Gosh. How nice.
When Biden pledged to “follow the science,” it was hard to imagine that the country could have ended up here. But the administration made a big bet that vaccines would provide sterilizing immunity and end the pandemic, allowing it to move on to other priorities. Leaving behind the insanity of ivermectin, hydroxychloroquine, and bleach was certainly a great step forward. However, evolution has had other plans, and variants of severe acute respiratory syndrome coronavirus 2 (SARS-CoV-2, the virus that causes COVID-19) have kept the pandemic going. This left the White House in a very tight spot: There was little political will to keep pushing nonpharmaceutical interventions, yet the pandemic was far from over. Add to this mounting inflation worries and concerns about the war in Ukraine, and the response has been a clumsy pivot to a message that politicians always turn to: personal responsibility. Get vaccinated, get boosted, wear a mask, get a prescription for the antiviral Paxlovid—if you want to. This may be fine if you have a healthy immune system, great health insurance, and the ability to navigate the US health care system. But what about everyone else?
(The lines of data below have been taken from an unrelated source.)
use std::{fmt, time::Duration};

use hdrhistogram::Histogram;

/// Largest latency tracked exactly, longer updates are clamped to it
const MAX_TRACKED_NANOS: u64 = 60 * 1_000_000_000;

/// Per-event latency of window updates, in nanoseconds
#[derive(Debug, Clone)]
pub struct Latency {
    histogram: Histogram<u64>,
}

impl Default for Latency {
    fn default() -> Self {
        Self {
            histogram: Histogram::new_with_bounds(1, MAX_TRACKED_NANOS, 3)
                .expect("1ns..60s with 3 significant figures are valid bounds"),
        }
    }
}

impl Latency {
    /// Records one measurement
    #[inline]
    pub fn record(&mut self, elapsed: Duration) {
        let nanos = u64::try_from(elapsed.as_nanos()).unwrap_or(u64::MAX);
        self.histogram.saturating_record(nanos);
    }

    /// Summarizes the recorded measurements
    pub fn summary(&self) -> LatencySummary {
        let h = &self.histogram;
        LatencySummary {
            count: h.len(),
            min: h.min(),
            p50: h.value_at_quantile(0.5),
            p99: h.value_at_quantile(0.99),
            max: h.max(),
        }
    }
}

/// Latency percentiles in nanoseconds
#[derive(Debug, Clone, Copy, Default, PartialEq, Eq)]
pub struct LatencySummary {
    /// Number of measurements
    pub count: u64,
    /// Smallest measurement
    pub min: u64,
    /// Median measurement
    pub p50: u64,
    /// 99th percentile
    pub p99: u64,
    /// Largest measurement
    pub max: u64,
}

impl fmt::Display for LatencySummary {
    fn fmt(&self, f: &mut fmt::Formatter<'_>) -> fmt::Result {
        write!(
            f,
            "count={} min={}ns p50={}ns p99={}ns max={}ns",
            self.count, self.min, self.p50, self.p99, self.max
        )
    }
}

#[cfg(test)]
mod tests {
    use super::*;

    #[test]
    fn summary_test() {
        let mut latency = Latency::default();
        assert_eq!(latency.summary().count, 0);
        for n in 1..=100u64 {
            latency.record(Duration::from_nanos(n * 100));
        }
        let summary = latency.summary();
        assert_eq!(summary.count, 100);
        assert_eq!(summary.min, 100);
        assert!(summary.p50 >= 4900 && summary.p50 <= 5100);
        assert!(summary.max >= 10_000);
        assert!(summary.to_string().starts_with("count=100 min=100ns"));
    }

    #[test]
    fn wide_range_test() {
        let mut latency = Latency::default();
        latency.record(Duration::from_nanos(250));
        latency.record(Duration::from_millis(3));
        latency.record(Duration::from_secs(120));

        let summary = latency.summary();
        assert_eq!(summary.count, 3);
        assert_eq!(summary.min, 250);
        assert!(summary.p50 >= 2_997_000 && summary.p50 <= 3_003_000);
        // beyond the tracked range
        assert!(summary.max >= MAX_TRACKED_NANOS && summary.max < 2 * MAX_TRACKED_NANOS);
    }
}
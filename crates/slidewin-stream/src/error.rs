use std::{fmt, io};

/// Convenience alias for results returned by this crate
pub type Result<T> = std::result::Result<T, Error>;

/// A type containing error variants that may arise at the transport and I/O boundary
///
/// The window aggregators themselves never fail; every variant here is fatal for the
/// consumer or validator that raised it.
#[derive(Debug)]
pub enum Error {
    /// Reading or writing a sink or log file failed
    Io(io::Error),
    /// A transport payload was neither an integer nor the end-of-stream sentinel
    MalformedPayload {
        /// The offending payload
        payload: String,
    },
    /// An output log line could not be parsed
    MalformedLine {
        /// 1-based line number
        line: usize,
        /// What was wrong with the line
        reason: String,
    },
    /// A logged aggregate differs from the recomputed one
    Mismatch {
        /// 1-based line number
        line: usize,
        /// The aggregate name (`sum` or `median`)
        kind: &'static str,
        /// The recomputed aggregate
        expected: String,
        /// The logged aggregate
        actual: String,
    },
    /// A timestamp cannot be represented as nanoseconds since unix epoch
    TimestampOutOfRange {
        /// The offending timestamp in RFC3339
        timestamp: String,
    },
    /// The transport dropped a subscription before the end-of-stream sentinel
    Disconnected {
        /// The topic that lost its publisher
        topic: String,
    },
    /// A consumer task panicked or was cancelled
    Join(String),
}

impl fmt::Display for Error {
    fn fmt(&self, f: &mut fmt::Formatter<'_>) -> fmt::Result {
        match self {
            Error::Io(err) => write!(f, "i/o error: {err}"),
            Error::MalformedPayload { payload } => {
                write!(f, "unexpected payload {payload:?}, expected an integer")
            }
            Error::MalformedLine { line, reason } => write!(f, "at line {line}, {reason}"),
            Error::Mismatch {
                line,
                kind,
                expected,
                actual,
            } => write!(
                f,
                "at line {line}, expected to have {kind} {expected}, but got {actual}"
            ),
            Error::TimestampOutOfRange { timestamp } => {
                write!(f, "timestamp {timestamp} is outside the nanosecond range")
            }
            Error::Disconnected { topic } => {
                write!(f, "topic {topic} disconnected before end of stream")
            }
            Error::Join(reason) => write!(f, "consumer task failed: {reason}"),
        }
    }
}

impl std::error::Error for Error {
    fn source(&self) -> Option<&(dyn std::error::Error + 'static)> {
        match self {
            Error::Io(err) => Some(err),
            _ => None,
        }
    }
}

impl From<io::Error> for Error {
    fn from(err: io::Error) -> Self {
        Error::Io(err)
    }
}

impl From<tokio::task::JoinError> for Error {
    fn from(err: tokio::task::JoinError) -> Self {
        Error::Join(err.to_string())
    }
}

impl Error {
    /// Returns `true` if the error represents [Error::Mismatch]
    pub fn is_mismatch(&self) -> bool {
        matches!(self, Error::Mismatch { .. })
    }
    /// Returns `true` if the error represents [Error::MalformedLine]
    pub fn is_malformed_line(&self) -> bool {
        matches!(self, Error::MalformedLine { .. })
    }
    /// Returns the 1-based line number for validator errors
    pub fn line(&self) -> Option<usize> {
        match self {
            Error::MalformedLine { line, .. } | Error::Mismatch { line, .. } => Some(*line),
            _ => None,
        }
    }
}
COVID-19 is at a similar place to where the HIV/AIDS global pandemic was when the antiretroviral drugs came along. Yale epidemiologist Gregg Gonsalves told me about important parallels between both pandemics. “The HIV epidemic didn’t go away,” he said. “It just went to where people could ignore it. It went into the rural South, it went to communities that were already facing disparities in health.” At that time, confusion between medicine and public health was also an important factor. “The discourse shifting to private choice and private adjudication of risk is really not what public health science is,” he said. “We work in populations. And if we’re talking about medicine, it’s about private risk and private choices.”
Oops, no. That isn’t Joan Gabel’s message! That’s from the editor of Science magazine, explaining that it ain’t over ’til it’s over, and he concludes,
SARS-CoV-2 is rapidly mutating and recombining, and more variants and subvariants—potentially more pathogenic—are on the horizon. The world is still barely vaccinated, and even in wealthy countries like the United States, resources are inequitably distributed. It absolutely ain’t over. And this is no time to drop the ball.
The message from the university president is a little different. She is announcing that it is time to drop the ball.
The university administration will “respect and honor the decision of those who choose to wear a mask,” but they’ll respect the yahoos who refuse to wear a mask a little more.
“Respect” also means telling me I’m required to teach in-person to classes full of unmasked students in the fall.
Please, Joan, don’t ever wish me anything ever again, warmly or otherwise.